[[ ENTRIES SHOWN open ]]

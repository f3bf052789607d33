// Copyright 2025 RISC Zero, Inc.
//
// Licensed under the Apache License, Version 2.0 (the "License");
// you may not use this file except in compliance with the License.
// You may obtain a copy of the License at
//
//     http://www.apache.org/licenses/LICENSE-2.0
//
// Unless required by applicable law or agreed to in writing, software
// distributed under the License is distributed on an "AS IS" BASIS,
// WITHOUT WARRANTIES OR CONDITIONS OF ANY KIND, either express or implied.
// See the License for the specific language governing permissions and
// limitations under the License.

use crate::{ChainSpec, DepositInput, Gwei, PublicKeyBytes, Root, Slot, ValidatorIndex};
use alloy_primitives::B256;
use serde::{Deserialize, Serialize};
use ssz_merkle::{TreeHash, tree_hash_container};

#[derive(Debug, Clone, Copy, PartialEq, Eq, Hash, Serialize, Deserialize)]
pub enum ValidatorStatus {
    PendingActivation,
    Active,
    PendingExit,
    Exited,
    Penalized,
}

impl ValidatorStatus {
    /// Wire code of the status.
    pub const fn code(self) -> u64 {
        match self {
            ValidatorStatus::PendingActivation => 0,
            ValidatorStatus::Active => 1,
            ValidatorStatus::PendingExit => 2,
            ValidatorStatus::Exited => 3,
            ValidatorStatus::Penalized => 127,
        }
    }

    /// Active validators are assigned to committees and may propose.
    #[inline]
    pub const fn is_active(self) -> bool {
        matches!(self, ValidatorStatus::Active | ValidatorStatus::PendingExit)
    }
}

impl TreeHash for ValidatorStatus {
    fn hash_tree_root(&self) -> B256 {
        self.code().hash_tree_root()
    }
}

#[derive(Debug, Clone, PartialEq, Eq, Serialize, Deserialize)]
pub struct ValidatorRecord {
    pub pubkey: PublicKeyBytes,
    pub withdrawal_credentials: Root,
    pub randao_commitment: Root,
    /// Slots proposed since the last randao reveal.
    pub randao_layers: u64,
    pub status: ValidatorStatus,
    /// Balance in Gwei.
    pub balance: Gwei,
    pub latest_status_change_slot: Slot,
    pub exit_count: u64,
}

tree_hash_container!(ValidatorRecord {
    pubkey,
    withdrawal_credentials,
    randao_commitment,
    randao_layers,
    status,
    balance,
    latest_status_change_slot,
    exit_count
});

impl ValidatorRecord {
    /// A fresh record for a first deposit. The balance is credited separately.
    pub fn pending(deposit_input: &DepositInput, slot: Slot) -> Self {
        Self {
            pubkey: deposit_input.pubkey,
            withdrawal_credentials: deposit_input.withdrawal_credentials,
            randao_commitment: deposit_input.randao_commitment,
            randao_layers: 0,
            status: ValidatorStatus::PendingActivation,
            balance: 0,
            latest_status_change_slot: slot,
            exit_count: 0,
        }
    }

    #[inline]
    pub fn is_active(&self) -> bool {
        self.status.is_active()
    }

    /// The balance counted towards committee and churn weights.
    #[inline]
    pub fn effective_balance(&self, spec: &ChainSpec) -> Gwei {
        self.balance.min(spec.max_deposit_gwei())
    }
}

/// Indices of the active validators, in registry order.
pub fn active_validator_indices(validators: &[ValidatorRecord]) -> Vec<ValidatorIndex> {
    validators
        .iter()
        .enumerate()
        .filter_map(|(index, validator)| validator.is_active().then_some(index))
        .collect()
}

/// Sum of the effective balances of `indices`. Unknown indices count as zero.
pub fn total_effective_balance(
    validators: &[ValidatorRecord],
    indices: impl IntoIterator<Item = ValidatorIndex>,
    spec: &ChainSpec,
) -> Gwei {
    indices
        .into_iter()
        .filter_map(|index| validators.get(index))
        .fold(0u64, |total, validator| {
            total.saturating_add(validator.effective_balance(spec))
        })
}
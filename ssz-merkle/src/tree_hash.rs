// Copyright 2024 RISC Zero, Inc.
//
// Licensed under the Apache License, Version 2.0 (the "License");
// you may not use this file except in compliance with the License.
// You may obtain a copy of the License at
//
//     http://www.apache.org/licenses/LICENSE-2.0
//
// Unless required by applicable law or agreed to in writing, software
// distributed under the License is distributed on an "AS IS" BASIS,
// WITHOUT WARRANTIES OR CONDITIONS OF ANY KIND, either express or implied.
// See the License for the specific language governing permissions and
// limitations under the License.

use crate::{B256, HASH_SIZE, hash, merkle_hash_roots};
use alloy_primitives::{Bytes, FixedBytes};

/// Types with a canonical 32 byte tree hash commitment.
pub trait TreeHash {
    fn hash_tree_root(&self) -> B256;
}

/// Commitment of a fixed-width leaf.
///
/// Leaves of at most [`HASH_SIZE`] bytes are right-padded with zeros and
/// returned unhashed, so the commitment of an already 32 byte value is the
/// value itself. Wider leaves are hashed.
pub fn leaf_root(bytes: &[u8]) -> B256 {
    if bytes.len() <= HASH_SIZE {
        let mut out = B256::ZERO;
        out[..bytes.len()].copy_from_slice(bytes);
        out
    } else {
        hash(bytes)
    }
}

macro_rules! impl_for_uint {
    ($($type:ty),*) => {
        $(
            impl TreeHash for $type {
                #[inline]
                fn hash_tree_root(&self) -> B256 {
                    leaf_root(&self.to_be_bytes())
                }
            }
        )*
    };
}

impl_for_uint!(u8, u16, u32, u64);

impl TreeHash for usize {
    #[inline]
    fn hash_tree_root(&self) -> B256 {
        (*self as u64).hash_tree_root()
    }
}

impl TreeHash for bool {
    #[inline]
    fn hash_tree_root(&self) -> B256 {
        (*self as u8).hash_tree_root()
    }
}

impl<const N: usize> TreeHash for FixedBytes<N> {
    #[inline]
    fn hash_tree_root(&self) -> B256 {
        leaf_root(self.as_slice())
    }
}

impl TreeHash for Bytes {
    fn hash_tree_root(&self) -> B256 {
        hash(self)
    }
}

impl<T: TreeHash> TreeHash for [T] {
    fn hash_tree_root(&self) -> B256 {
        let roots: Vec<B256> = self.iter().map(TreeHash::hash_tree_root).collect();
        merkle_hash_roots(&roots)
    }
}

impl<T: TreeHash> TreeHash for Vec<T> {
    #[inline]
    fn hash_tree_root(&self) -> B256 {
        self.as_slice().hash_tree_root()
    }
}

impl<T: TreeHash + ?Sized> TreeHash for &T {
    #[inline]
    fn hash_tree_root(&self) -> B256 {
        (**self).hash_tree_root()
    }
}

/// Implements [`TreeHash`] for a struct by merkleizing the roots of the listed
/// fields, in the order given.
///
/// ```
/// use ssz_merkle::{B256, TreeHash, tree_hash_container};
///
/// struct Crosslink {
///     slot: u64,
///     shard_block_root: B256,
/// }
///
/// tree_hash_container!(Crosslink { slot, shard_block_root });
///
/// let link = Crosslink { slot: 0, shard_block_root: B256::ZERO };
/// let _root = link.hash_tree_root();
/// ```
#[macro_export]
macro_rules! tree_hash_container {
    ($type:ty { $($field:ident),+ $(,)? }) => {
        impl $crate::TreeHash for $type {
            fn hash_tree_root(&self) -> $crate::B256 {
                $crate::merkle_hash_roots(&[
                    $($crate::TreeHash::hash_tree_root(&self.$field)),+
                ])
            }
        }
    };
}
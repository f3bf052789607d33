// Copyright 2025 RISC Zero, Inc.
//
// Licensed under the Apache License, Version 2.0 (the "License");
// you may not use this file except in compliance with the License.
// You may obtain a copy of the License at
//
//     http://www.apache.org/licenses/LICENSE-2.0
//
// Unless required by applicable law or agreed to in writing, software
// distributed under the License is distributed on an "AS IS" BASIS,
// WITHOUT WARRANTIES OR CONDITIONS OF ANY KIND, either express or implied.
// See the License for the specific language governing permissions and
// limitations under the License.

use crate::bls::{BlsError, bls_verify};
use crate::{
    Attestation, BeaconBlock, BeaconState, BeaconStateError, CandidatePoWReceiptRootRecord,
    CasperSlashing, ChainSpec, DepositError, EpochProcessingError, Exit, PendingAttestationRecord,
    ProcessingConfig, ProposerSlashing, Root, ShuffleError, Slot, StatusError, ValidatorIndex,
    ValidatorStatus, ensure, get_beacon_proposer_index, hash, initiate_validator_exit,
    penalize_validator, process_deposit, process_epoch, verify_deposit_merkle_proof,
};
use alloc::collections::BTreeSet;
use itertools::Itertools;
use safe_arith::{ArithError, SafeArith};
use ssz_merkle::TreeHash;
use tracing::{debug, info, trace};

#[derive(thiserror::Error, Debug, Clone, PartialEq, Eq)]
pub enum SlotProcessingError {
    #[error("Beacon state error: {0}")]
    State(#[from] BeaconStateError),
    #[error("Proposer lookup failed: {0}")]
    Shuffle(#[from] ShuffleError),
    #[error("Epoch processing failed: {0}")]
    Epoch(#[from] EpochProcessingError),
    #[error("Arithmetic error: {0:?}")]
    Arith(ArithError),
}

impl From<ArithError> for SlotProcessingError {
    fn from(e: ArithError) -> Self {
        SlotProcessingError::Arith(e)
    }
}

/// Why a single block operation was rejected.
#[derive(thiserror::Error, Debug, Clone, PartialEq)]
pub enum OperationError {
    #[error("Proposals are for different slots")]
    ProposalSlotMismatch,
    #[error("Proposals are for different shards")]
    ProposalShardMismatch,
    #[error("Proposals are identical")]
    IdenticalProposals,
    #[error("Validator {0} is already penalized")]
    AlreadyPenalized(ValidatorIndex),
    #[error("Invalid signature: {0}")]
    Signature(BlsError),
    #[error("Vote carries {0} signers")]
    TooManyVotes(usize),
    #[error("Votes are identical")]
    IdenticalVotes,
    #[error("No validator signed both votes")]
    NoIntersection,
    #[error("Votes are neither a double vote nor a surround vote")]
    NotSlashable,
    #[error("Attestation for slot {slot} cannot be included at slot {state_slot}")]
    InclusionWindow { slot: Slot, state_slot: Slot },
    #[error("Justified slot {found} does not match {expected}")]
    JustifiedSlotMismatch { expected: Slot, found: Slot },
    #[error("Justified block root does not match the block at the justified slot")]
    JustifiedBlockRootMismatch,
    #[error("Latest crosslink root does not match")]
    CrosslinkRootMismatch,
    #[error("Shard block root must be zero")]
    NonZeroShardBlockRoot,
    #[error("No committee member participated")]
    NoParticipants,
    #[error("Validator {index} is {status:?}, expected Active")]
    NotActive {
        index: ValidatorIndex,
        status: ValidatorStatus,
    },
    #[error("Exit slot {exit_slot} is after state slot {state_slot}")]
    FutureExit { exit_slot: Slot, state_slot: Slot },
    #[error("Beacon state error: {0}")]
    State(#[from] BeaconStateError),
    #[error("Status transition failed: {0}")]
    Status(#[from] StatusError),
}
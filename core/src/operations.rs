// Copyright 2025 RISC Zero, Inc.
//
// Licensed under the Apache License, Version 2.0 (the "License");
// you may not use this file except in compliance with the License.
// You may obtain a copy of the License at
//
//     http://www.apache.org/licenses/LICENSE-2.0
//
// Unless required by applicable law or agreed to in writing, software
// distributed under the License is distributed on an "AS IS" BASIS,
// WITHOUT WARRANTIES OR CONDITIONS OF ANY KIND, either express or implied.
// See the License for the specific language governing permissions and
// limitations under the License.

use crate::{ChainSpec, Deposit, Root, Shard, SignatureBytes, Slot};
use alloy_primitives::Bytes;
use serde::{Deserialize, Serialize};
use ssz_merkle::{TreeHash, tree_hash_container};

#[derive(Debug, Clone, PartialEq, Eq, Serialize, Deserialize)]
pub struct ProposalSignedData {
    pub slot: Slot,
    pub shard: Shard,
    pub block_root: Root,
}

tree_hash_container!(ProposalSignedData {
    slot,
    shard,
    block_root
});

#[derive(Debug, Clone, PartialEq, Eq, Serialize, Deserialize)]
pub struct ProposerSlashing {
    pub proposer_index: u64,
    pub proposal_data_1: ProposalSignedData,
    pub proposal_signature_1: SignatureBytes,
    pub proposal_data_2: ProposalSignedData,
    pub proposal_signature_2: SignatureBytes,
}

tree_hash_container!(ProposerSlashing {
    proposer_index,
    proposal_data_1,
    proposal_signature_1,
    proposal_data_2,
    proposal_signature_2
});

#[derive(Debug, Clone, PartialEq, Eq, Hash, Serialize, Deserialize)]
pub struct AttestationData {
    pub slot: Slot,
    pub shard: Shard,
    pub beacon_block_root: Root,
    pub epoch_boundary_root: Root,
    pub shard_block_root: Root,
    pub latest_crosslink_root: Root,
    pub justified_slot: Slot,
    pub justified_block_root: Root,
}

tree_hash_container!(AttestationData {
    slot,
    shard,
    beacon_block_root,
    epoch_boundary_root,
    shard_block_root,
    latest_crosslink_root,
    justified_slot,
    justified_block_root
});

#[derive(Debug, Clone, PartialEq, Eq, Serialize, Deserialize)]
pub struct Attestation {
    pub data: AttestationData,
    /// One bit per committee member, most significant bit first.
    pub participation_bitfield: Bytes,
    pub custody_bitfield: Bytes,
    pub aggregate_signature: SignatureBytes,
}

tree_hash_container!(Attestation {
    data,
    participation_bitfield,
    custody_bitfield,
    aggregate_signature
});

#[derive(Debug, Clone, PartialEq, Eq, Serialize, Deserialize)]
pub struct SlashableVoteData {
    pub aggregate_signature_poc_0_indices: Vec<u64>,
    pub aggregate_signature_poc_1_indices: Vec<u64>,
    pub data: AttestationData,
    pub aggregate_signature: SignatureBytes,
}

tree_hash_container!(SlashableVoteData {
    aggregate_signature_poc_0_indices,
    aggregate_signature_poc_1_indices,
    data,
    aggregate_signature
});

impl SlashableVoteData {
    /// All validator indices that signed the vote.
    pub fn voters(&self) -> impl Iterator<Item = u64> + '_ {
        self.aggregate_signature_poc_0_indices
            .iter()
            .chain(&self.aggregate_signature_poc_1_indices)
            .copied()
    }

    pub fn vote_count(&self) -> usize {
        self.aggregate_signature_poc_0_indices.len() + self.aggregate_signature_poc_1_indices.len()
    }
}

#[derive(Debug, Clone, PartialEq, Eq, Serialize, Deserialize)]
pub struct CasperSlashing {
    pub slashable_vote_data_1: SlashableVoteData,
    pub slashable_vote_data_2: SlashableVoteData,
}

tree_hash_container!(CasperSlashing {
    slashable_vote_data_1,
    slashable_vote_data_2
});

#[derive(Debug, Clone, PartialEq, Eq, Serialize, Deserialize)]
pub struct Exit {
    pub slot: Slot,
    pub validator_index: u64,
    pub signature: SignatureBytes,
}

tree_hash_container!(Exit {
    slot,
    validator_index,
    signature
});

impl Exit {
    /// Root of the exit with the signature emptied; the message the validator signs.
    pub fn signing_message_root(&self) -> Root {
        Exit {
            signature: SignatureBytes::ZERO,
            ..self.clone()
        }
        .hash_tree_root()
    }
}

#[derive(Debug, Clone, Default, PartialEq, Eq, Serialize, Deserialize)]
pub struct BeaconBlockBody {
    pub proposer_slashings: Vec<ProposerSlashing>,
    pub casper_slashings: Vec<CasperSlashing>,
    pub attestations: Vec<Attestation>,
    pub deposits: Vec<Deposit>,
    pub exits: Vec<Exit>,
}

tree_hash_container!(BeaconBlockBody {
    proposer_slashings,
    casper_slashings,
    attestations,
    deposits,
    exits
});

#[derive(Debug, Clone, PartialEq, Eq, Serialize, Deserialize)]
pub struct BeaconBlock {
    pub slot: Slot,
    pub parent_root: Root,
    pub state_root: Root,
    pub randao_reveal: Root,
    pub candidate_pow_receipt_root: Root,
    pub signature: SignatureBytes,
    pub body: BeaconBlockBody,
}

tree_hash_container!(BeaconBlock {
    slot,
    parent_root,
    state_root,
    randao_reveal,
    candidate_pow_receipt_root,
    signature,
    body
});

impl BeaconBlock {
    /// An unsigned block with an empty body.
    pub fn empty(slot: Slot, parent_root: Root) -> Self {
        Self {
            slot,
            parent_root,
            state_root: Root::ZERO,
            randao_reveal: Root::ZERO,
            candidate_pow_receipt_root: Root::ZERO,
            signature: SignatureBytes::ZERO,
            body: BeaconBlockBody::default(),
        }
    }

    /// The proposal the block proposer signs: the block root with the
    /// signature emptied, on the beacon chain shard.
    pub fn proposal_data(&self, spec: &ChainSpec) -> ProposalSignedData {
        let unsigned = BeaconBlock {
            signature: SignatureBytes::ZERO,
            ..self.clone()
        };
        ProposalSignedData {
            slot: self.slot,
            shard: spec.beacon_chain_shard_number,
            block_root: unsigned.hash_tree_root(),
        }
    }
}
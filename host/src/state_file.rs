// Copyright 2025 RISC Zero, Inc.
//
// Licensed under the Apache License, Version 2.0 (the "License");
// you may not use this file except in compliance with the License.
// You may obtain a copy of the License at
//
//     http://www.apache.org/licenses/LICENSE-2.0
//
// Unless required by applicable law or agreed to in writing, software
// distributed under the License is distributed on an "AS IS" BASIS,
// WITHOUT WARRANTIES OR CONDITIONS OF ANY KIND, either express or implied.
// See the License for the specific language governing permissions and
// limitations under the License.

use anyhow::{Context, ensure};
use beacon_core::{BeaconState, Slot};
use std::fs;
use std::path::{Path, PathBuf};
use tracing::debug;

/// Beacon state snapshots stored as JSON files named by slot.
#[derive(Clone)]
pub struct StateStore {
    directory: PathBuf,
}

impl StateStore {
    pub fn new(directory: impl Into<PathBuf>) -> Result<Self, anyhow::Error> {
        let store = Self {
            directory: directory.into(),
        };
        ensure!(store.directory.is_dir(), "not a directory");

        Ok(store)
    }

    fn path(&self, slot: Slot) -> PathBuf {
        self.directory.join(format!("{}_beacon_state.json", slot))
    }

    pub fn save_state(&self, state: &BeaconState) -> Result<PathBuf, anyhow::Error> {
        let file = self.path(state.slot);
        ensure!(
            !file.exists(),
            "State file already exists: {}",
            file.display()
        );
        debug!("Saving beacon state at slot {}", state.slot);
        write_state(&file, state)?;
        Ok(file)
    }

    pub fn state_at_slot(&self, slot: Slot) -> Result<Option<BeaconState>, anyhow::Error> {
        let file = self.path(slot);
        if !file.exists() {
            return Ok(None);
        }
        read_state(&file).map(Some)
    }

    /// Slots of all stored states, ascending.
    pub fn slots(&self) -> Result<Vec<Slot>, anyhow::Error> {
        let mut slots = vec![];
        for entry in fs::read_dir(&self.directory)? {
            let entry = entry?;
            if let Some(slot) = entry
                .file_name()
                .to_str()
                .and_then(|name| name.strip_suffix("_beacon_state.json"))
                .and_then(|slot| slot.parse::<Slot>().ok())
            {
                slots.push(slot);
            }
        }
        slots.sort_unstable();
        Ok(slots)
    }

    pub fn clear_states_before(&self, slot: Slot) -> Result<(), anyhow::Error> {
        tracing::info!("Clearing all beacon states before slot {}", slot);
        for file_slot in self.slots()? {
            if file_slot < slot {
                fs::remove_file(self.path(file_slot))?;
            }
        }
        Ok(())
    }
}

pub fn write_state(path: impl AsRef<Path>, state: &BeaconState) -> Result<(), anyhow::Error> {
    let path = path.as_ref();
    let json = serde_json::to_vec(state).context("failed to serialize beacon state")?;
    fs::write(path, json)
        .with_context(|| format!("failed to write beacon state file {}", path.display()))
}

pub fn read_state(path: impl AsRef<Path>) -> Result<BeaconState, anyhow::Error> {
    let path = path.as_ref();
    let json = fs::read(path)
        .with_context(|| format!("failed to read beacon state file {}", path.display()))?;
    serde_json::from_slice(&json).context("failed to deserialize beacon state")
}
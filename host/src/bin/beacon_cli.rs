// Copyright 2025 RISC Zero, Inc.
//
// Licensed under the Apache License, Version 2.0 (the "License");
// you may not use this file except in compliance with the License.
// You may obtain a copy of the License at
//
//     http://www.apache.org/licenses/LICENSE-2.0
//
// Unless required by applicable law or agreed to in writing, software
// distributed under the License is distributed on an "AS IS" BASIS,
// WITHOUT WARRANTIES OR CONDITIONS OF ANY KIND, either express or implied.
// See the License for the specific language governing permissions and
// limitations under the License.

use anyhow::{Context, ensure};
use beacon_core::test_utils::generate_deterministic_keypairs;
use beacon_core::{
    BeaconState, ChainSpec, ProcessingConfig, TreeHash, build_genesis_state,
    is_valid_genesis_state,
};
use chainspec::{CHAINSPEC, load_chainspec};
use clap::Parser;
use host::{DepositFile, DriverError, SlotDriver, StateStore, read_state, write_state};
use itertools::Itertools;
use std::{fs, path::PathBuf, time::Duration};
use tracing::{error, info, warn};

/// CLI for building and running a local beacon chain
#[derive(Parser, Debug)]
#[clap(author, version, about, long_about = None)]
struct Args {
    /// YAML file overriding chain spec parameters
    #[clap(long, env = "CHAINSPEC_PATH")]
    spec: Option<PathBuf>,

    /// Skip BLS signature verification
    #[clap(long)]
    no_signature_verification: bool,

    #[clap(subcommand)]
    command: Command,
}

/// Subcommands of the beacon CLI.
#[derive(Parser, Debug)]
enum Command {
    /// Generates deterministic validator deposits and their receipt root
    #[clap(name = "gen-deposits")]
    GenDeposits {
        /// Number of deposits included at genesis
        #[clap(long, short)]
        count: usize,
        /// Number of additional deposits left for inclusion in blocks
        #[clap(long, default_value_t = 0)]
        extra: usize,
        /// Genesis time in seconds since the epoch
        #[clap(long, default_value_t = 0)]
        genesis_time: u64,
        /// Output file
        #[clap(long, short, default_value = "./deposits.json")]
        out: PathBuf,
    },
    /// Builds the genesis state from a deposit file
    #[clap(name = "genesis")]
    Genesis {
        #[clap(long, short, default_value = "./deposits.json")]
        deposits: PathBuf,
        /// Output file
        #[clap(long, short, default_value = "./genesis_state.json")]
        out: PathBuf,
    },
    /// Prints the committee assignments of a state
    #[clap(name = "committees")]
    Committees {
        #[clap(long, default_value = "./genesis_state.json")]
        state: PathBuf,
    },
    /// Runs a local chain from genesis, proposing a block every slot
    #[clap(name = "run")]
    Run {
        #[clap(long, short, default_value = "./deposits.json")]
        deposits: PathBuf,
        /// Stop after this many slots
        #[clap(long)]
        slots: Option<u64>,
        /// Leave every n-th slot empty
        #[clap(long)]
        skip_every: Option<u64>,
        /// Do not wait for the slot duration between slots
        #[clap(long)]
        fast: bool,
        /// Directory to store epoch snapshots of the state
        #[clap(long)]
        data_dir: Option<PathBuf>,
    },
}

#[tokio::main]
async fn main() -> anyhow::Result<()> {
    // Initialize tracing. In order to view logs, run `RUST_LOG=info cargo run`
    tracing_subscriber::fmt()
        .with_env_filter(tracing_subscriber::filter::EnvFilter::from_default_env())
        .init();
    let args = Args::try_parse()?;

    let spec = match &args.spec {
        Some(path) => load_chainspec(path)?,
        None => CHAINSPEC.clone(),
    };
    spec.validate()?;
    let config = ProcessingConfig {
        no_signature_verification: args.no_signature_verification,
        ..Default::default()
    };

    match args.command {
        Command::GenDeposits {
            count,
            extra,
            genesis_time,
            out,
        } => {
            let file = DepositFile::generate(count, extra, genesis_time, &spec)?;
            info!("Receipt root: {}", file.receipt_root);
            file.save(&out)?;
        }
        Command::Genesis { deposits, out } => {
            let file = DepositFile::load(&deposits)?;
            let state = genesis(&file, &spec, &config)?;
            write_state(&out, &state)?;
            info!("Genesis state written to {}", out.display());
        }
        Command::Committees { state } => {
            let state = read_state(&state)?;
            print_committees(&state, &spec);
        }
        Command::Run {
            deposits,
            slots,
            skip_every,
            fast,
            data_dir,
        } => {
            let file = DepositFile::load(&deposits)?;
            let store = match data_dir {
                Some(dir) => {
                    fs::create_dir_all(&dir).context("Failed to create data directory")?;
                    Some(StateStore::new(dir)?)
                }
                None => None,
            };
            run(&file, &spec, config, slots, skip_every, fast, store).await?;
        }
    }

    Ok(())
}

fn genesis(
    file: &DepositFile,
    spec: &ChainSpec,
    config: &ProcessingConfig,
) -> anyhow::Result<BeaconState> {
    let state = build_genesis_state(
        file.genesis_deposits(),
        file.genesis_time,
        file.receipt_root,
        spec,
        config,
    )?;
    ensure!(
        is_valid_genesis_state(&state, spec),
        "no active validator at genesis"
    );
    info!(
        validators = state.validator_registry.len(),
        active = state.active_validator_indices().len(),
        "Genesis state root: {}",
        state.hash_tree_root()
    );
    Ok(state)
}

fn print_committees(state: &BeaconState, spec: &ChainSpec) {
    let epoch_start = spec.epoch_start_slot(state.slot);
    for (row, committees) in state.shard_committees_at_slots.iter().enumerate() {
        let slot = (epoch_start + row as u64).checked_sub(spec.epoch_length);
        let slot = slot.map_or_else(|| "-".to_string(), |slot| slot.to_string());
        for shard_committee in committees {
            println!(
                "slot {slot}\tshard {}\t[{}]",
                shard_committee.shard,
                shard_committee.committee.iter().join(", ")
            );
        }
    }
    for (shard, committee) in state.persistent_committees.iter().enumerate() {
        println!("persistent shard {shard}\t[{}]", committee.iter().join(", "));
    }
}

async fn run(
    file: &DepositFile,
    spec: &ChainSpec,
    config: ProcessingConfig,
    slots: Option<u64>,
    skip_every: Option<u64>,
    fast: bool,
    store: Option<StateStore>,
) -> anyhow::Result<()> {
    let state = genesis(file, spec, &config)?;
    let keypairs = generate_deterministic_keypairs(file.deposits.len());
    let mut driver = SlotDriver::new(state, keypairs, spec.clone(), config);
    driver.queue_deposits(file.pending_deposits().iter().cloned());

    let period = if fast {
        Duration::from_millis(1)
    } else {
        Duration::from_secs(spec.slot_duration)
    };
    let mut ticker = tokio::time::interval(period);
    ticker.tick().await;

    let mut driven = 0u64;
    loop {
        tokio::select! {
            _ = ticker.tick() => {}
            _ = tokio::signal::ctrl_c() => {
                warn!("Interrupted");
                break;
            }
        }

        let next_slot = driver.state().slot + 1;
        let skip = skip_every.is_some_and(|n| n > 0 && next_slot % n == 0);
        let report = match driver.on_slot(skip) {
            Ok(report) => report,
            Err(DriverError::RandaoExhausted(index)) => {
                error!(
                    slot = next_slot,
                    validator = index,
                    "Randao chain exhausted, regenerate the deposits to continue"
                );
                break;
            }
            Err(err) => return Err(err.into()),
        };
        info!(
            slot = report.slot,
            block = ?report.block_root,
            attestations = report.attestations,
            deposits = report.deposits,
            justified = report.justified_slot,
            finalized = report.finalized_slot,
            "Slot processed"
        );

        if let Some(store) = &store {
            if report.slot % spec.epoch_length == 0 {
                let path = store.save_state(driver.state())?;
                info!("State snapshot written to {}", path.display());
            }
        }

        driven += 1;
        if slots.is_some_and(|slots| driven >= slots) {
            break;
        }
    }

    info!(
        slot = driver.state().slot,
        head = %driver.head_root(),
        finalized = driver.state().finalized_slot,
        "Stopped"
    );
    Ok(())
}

[[ ENTRIES SHOWN closed ]]

### TASK GOAL
Report every line of the data above that contains the string "host" by copying it in full.

### SOLUTION TO THIS EXERCISE
filename host/src/state_file.rs
filename host/src/bin/beacon_cli.rs
use host::{DepositFile, DriverError, SlotDriver, StateStore, read_state, write_state};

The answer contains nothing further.